酒井順子著「ズルい言葉」(ハルキ文庫)。
日常の何気ない一言について、論評する面白い本だ。
今しがためくっていたら、「お砂糖、いくつ?」という言葉について書いたページが出てきた。
昔のドラマのDVDを観ていたら、喫茶店でコーヒーを飲むシーンが出てきて、女性が男性に「お砂糖、いくつ?」と聞く場面に、「おお」と思った、という内容だった。
思わず、膝をたたいた(いや、現実にはたたかなかったが)。
そうだねえ。
昔はそうだったよね。
聞かれて、男の方も、「2つ」とか答えて、そうすると女性が、角砂糖2つ、もしくはスプーン2杯の砂糖を男性のカップに入れて、なおかつかきまぜてくれるのだったよね。
告白しますが、私、大学生の頃、つきあってた女子に、これやってもらってました。私の場合は、「1つ半」でした(恥)。
うーん、思い出してみると、交際している男女のこの習慣、当時は世間一般に当たり前だった記憶がある。
だから、女子とつきあい始めて、ぎこちなく喫茶店に入ったりした時に、これを「やってあげる」、「やってもらう」っていうのが、「僕たち、つきあってるんだよね」「僕たち、恋人同士なんだよね」の確認的な(あー、書いてて恥ずかしい)行為だったような気がする。

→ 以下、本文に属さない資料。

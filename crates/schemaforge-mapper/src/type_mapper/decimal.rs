//! `Decimal` strategies.

use schemaforge_core::{
    DecimalConfig, DecimalMode, Expr, FieldDescriptor, GeneratorConfig, Import, ModelDescriptor,
    Result,
};

use super::{TypeExpression, message_params, regex_modifier};

/// Regex accepting decimal strings within the configured precision and scale.
///
/// With both bounds the integer part may have at most `precision - scale`
/// digits (at least one) and the fraction at most `scale` digits.
pub fn decimal_pattern(decimal: &DecimalConfig) -> String {
    let sign = if decimal.allow_negative { "-?" } else { "" };
    match (decimal.max_precision, decimal.max_scale) {
        (Some(precision), Some(0)) => format!(r"^{sign}\d{{1,{precision}}}$"),
        (Some(precision), Some(scale)) => {
            let int_digits = precision.saturating_sub(scale).max(1);
            format!(r"^{sign}\d{{1,{int_digits}}}(\.\d{{1,{scale}}})?$")
        }
        (Some(precision), None) => format!(r"^{sign}\d{{1,{precision}}}(\.\d+)?$"),
        (None, Some(0)) => format!(r"^{sign}\d+$"),
        (None, Some(scale)) => format!(r"^{sign}\d+(\.\d{{1,{scale}}})?$"),
        (None, None) => format!(r"^{sign}\d+(\.\d+)?$"),
    }
}

fn bounds_description(decimal: &DecimalConfig) -> Option<String> {
    match (decimal.max_precision, decimal.max_scale) {
        (Some(p), Some(s)) => Some(format!("precision {p}, scale {s}")),
        (Some(p), None) => Some(format!("precision {p}")),
        (None, Some(s)) => Some(format!("scale {s}")),
        (None, None) => None,
    }
}

pub(crate) fn map_decimal(
    field: &FieldDescriptor,
    model: &ModelDescriptor,
    config: &GeneratorConfig,
) -> Result<TypeExpression> {
    let decimal = &config.decimal;
    let mode = if config.json_schema.enabled && decimal.mode == DecimalMode::Decimal {
        DecimalMode::String
    } else {
        decimal.mode
    };

    let mut out = match mode {
        DecimalMode::String => {
            let message = format!(
                "{}.{} must be a decimal string{}",
                model.name,
                field.name,
                bounds_description(decimal)
                    .map(|b| format!(" ({b})"))
                    .unwrap_or_default()
            );
            let mut expr = Expr::call("z.string");
            expr.push(regex_modifier(&decimal_pattern(decimal), &message, config)?);
            let mut out = TypeExpression::new(expr);
            if !decimal.allow_negative {
                out.notes.push("Negative values rejected".to_string());
            }
            out
        }
        DecimalMode::Number => {
            let mut expr = Expr::call("z.number");
            if !decimal.allow_negative {
                expr = expr.with("nonnegative", "");
            }
            let mut out = TypeExpression::new(expr);
            out.warnings.push(format!(
                "Decimal field `{}` mapped to number; values beyond double precision lose accuracy",
                field.name
            ));
            if let Some(bounds) = bounds_description(decimal) {
                out.notes
                    .push(format!("Declared {bounds} not enforced in number mode"));
            }
            out
        }
        DecimalMode::Decimal => {
            let message = format!("{}.{} must be a Decimal instance", model.name, field.name);
            let mut expr = Expr::call_with(
                "z.instanceof",
                format!("Prisma.Decimal, {}", message_params(config, &message)),
            );
            if !decimal.allow_negative {
                let negative = format!("{}.{} must not be negative", model.name, field.name);
                expr = expr.with(
                    "refine",
                    format!(
                        "(v) => !v.isNegative(), {}",
                        message_params(config, &negative)
                    ),
                );
            }
            let mut out = TypeExpression::new(expr).import(Import::Prisma);
            out.special = true;
            if let Some(bounds) = bounds_description(decimal) {
                out.notes
                    .push(format!("Declared {bounds} checked by the database"));
            }
            out
        }
    };

    if mode != decimal.mode {
        out.notes
            .push("JSON Schema compatibility: Decimal rendered as string".to_string());
    }
    Ok(out)
}
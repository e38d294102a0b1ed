//! Enum module rendering.

use schemaforge_core::{EntityKind, EnumDescriptor, Error, GeneratorConfig, NamingResolver, Result};

use crate::output::OutputModule;

/// Render one enum into a `z.enum([...])` module.
pub fn render_enum(
    descriptor: &EnumDescriptor,
    config: &GeneratorConfig,
    naming: &dyn NamingResolver,
) -> Result<OutputModule> {
    let render_error = |reason: String| Error::Render {
        model: descriptor.name.clone(),
        reason,
    };

    if descriptor.values.is_empty() {
        return Err(render_error("enum has no values".to_string()));
    }
    let names = naming
        .resolve(EntityKind::Enum, &descriptor.name)
        .map_err(|e| render_error(e.to_string()))?;

    tracing::debug!(
        target: "schemaforge::render",
        name = %descriptor.name,
        values = descriptor.values.len(),
        "Rendering enum module"
    );

    let values = descriptor
        .values
        .iter()
        .map(|v| serde_json::Value::String(v.clone()).to_string())
        .collect::<Vec<_>>()
        .join(", ");

    let mut out = String::new();
    if !config.lean {
        if let Some(doc) = descriptor
            .documentation
            .as_deref()
            .filter(|d| !d.trim().is_empty())
        {
            out.push_str("/**\n");
            for line in doc.lines() {
                out.push_str(&format!(" * {}\n", line.trim_end().replace("*/", "*\\/")));
            }
            out.push_str(" */\n");
        }
    }

    let mut module = OutputModule {
        file_name: OutputModule::file_name_for(&names.file_name),
        imports: vec!["z".to_string()],
        ..OutputModule::default()
    };

    let mut content = String::from("import { z } from \"zod\";\n\n");
    content.push_str(&out);
    content.push_str(&format!(
        "export const {} = z.enum([{values}]);\n",
        names.schema_symbol
    ));
    content.push_str(&format!(
        "export type {} = z.infer<typeof {}>;\n",
        names.type_symbol, names.schema_symbol
    ));
    module.exports = vec![names.schema_symbol.clone(), names.type_symbol.clone()];
    module.content = content;
    Ok(module)
}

ただ、そのたびに、今日は2つ、今日はもっと甘いのがいいから3つ、とか変わることはなくて、つきあい始めの頃に、一度問答があってわかれば、以後は聞かずに、当たり前にその数を入れるのが普通だったんじゃないだろうか。それも、我々カップルにとっての習慣が確立したみたいな嬉しさを伴っていた?
今の若い人って、どうなんだろうね。
こんなことしてるんだろうか。してないよね。
もしかしたら、この記事のタイトル、「お砂糖、いくつ?」自体、意味がわかんないかも。
ちなみに、この本で、酒井さんは、「今、そんなことをしてあげる女はどこにもいません」と断じておられる。